With these legal principles in mind, we turn now to the issue before the court. We acknowledge that this appeal initially presented the issue of whether a judgment that was pending on appeal should be given preclusive effect in a second action. Given the reversal of the criminal judgment, however; see State v. Norman P. , supra, 329 Conn. at 440, 186 A.3d 1143 ; State v. Norman P. , supra, 169 Conn. App. at 616, 151 A.3d 877 ; the issue in the present appeal now has evolved into whether the reversal of the criminal conviction requires reversal of the property division award that was based solely on that conviction. With respect to that question, the law is clear that a judgment that has been reversed does not have preclusive effect. See State v. Brundage , 320 Conn. 740, 753–54, 135 A.3d 697 (2016) ("[b]ecause the defendant's judgments of conviction for sexual assault and risk of injury have been vacated, those judgments have no preclusive effect" [internal quotation marks omitted] ); Salem Park, Inc. v. Salem , 149 Conn. 141, 144, 176 A.2d 571 (1961) (judgment in first action had preclusive effect "so long as it was not set aside on appeal"). When a judgment loses preclusive effect because it is reversed, the great weight of authority holds that the court in a later action in which the first judgment was given preclusive effect "should then normally set aside the later judgment." 1 Restatement (Second), Judgments § 16, comment (c), pp. 146–47 (1982); see also Disher v. Citigroup Global Markets, Inc. , 486 F.Supp.2d 790, 798 (S.D. Ill. 2007) ("[a]s a corollary of the rule that reversal of a judgment leaves the parties in the same position as if the judgment had never been entered, any judgment that is dependent upon the reversed judgment is reversed as well"); 1 Restatement, (Second), supra, § 16, p. 145 ("[a] judgment based on an earlier judgment is not nullified automatically by reason of the setting aside, or reversal on appeal, or other nullification of that earlier judgment; but the later judgment may be set aside, in appropriate proceedings, with provision for any suitable restitution of benefits received under it").
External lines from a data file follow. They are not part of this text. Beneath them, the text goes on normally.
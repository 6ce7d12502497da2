//! Land bank domain types
//!
//! Parcels under acquisition, with survey and approval documents.

use rust_decimal::Decimal;
use serde::{Deserialize, Serialize};

use super::{Attachment, HasStatus, Record, RecordId, Status};
use crate::forms::{EditableRecord, FormFields, MultipartFields, ValidationErrors};
use crate::listing::Filterable;
use crate::services::MultipartPayload;

pub const LAND_LOCATION_FILES: &str = "land_location_files";
pub const SURVEY_NUMBER_FILES: &str = "survey_number_files";
pub const KEY_PLAN_FILES: &str = "key_plan_files";
pub const APPROVAL_FILES: &str = "approval_files";

/// Land bank entity
#[derive(Debug, Clone, PartialEq, Serialize, Deserialize)]
pub struct LandBank {
    pub id: RecordId,
    pub land_name: String,
    #[serde(default)]
    pub location: Option<RecordId>,
    #[serde(default)]
    pub category: Option<RecordId>,
    #[serde(default)]
    pub survey_number: Option<String>,
    #[serde(default)]
    pub village: Option<String>,
    #[serde(default)]
    pub taluka: Option<String>,
    #[serde(default)]
    pub district: Option<String>,
    #[serde(default)]
    pub state: Option<String>,
    #[serde(default)]
    pub total_area_acres: Option<Decimal>,
    #[serde(default)]
    pub land_cost: Option<Decimal>,
    #[serde(default)]
    pub remarks: Option<String>,
    #[serde(default)]
    pub status: Status,
    #[serde(default)]
    pub land_location_files: Vec<Attachment>,
    #[serde(default)]
    pub survey_number_files: Vec<Attachment>,
    #[serde(default)]
    pub key_plan_files: Vec<Attachment>,
    #[serde(default)]
    pub approval_files: Vec<Attachment>,
}

/// Editable fields of a land bank record
#[derive(Debug, Clone, Default, PartialEq)]
pub struct LandBankFields {
    pub land_name: String,
    pub location: Option<RecordId>,
    pub category: Option<RecordId>,
    pub survey_number: String,
    pub village: String,
    pub taluka: String,
    pub district: String,
    pub state: String,
    pub total_area_acres: Option<Decimal>,
    pub land_cost: Option<Decimal>,
    pub remarks: String,
}

impl FormFields for LandBankFields {
    fn validate(&self) -> ValidationErrors {
        let mut errors = ValidationErrors::new();
        errors.require_text("land_name", "Land name", &self.land_name);
        errors.require("location", "Location", &self.location);
        errors.require("category", "Land category", &self.category);
        errors.require_text("survey_number", "Survey number", &self.survey_number);
        errors.require_positive("total_area_acres", "Total area", &self.total_area_acres);
        if let Some(cost) = self.land_cost {
            errors.check(cost >= Decimal::ZERO, "land_cost", "Land cost cannot be negative");
        }
        errors
    }
}

impl MultipartFields for LandBankFields {
    const SLOTS: &'static [&'static str] = &[
        LAND_LOCATION_FILES,
        SURVEY_NUMBER_FILES,
        KEY_PLAN_FILES,
        APPROVAL_FILES,
    ];
    const REQUIRED_SLOTS: &'static [&'static str] = &[LAND_LOCATION_FILES, SURVEY_NUMBER_FILES];

    fn write_to(&self, payload: &mut MultipartPayload) {
        payload
            .text("land_name", self.land_name.trim())
            .text_or_empty("location", self.location)
            .text_or_empty("category", self.category)
            .text("survey_number", self.survey_number.trim())
            .text("village", self.village.trim())
            .text("taluka", self.taluka.trim())
            .text("district", self.district.trim())
            .text("state", self.state.trim())
            .text_or_empty("total_area_acres", self.total_area_acres)
            .text_or_empty("land_cost", self.land_cost)
            .text("remarks", self.remarks.trim());
    }
}

impl Record for LandBank {
    fn id(&self) -> RecordId {
        self.id
    }
}

impl HasStatus for LandBank {
    fn status(&self) -> &Status {
        &self.status
    }
}

impl EditableRecord for LandBank {
    type Fields = LandBankFields;

    fn fields(&self) -> LandBankFields {
        LandBankFields {
            land_name: self.land_name.clone(),
            location: self.location,
            category: self.category,
            survey_number: self.survey_number.clone().unwrap_or_default(),
            village: self.village.clone().unwrap_or_default(),
            taluka: self.taluka.clone().unwrap_or_default(),
            district: self.district.clone().unwrap_or_default(),
            state: self.state.clone().unwrap_or_default(),
            total_area_acres: self.total_area_acres,
            land_cost: self.land_cost,
            remarks: self.remarks.clone().unwrap_or_default(),
        }
    }

    fn attachments(&self, slot: &str) -> &[Attachment] {
        match slot {
            LAND_LOCATION_FILES => &self.land_location_files,
            SURVEY_NUMBER_FILES => &self.survey_number_files,
            KEY_PLAN_FILES => &self.key_plan_files,
            APPROVAL_FILES => &self.approval_files,
            _ => &[],
        }
    }

    fn workflow_status(&self) -> Option<&Status> {
        Some(&self.status)
    }
}

impl Filterable for LandBank {
    fn filter_key(&self) -> &str {
        &self.land_name
    }
}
As we have explained, the defendant originally appealed from the judgment of the trial court on the ground that a judgment subject to a pending appeal has no preclusive effect. Because the defendant's criminal conviction was subsequently reversed, the parties were ordered to submit supplemental briefs addressing the effect of that reversal on the defendant's claims in the present case. See footnote 3 of this opinion.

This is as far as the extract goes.